Items listed in a dataset:
*-*-*

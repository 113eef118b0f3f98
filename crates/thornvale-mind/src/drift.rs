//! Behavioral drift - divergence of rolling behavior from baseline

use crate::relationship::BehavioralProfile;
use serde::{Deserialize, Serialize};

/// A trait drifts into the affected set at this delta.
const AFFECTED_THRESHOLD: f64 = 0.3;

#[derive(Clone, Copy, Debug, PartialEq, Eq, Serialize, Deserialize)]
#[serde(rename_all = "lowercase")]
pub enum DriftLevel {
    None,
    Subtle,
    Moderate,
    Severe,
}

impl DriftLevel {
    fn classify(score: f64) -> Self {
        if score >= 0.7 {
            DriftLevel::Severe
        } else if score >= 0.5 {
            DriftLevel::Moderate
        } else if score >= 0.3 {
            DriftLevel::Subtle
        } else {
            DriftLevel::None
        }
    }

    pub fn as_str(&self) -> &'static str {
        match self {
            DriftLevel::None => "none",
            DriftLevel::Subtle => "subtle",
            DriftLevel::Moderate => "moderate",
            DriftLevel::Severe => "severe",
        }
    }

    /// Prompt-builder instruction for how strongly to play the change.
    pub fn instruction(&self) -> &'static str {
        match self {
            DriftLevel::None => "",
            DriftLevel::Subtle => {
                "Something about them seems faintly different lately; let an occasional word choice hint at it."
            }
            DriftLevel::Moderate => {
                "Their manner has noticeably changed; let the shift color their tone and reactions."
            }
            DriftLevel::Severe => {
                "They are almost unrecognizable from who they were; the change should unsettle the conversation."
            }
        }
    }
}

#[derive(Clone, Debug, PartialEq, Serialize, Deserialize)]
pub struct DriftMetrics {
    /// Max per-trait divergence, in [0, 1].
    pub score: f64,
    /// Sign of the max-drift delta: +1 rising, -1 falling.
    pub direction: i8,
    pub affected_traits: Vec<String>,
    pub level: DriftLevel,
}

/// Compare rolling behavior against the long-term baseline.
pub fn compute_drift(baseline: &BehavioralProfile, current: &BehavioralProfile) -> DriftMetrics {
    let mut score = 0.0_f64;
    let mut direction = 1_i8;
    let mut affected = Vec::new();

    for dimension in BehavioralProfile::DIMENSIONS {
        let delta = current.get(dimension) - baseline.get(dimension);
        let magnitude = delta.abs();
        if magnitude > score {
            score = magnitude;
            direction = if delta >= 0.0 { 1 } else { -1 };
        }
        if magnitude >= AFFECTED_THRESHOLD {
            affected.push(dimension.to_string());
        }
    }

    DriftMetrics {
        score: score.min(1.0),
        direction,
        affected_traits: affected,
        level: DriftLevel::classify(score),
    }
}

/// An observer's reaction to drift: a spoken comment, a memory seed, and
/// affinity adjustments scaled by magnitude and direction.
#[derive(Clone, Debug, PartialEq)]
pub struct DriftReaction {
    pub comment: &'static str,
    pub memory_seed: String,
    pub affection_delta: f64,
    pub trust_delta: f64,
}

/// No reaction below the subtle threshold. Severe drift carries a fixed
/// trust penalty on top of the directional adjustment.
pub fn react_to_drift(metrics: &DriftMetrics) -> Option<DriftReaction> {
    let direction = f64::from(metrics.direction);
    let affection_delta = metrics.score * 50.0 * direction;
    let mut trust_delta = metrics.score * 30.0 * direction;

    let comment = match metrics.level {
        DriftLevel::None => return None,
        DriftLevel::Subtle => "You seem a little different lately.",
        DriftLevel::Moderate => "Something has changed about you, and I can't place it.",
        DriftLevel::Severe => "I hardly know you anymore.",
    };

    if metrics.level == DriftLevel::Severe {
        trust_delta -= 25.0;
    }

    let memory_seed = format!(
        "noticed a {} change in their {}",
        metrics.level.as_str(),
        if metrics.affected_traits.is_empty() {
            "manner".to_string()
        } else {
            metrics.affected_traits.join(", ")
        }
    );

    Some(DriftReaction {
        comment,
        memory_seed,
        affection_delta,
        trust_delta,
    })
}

*-*-*

#### [YOUR INSTRUCTIONS]
Please write out, exactly as they appear, the line that contains "the directional adjustment." and every line after it up to the end of the entries above, and no others.

#### [TASK RESULT]
/// trust penalty on top of the directional adjustment.
pub fn react_to_drift(metrics: &DriftMetrics) -> Option<DriftReaction> {
    let direction = f64::from(metrics.direction);
    let affection_delta = metrics.score * 50.0 * direction;
    let mut trust_delta = metrics.score * 30.0 * direction;

    let comment = match metrics.level {
        DriftLevel::None => return None,
        DriftLevel::Subtle => "You seem a little different lately.",
        DriftLevel::Moderate => "Something has changed about you, and I can't place it.",
        DriftLevel::Severe => "I hardly know you anymore.",
    };

    if metrics.level == DriftLevel::Severe {
        trust_delta -= 25.0;
    }

    let memory_seed = format!(
        "noticed a {} change in their {}",
        metrics.level.as_str(),
        if metrics.affected_traits.is_empty() {
            "manner".to_string()
        } else {
            metrics.affected_traits.join(", ")
        }
    );

    Some(DriftReaction {
        comment,
        memory_seed,
        affection_delta,
        trust_delta,
    })
}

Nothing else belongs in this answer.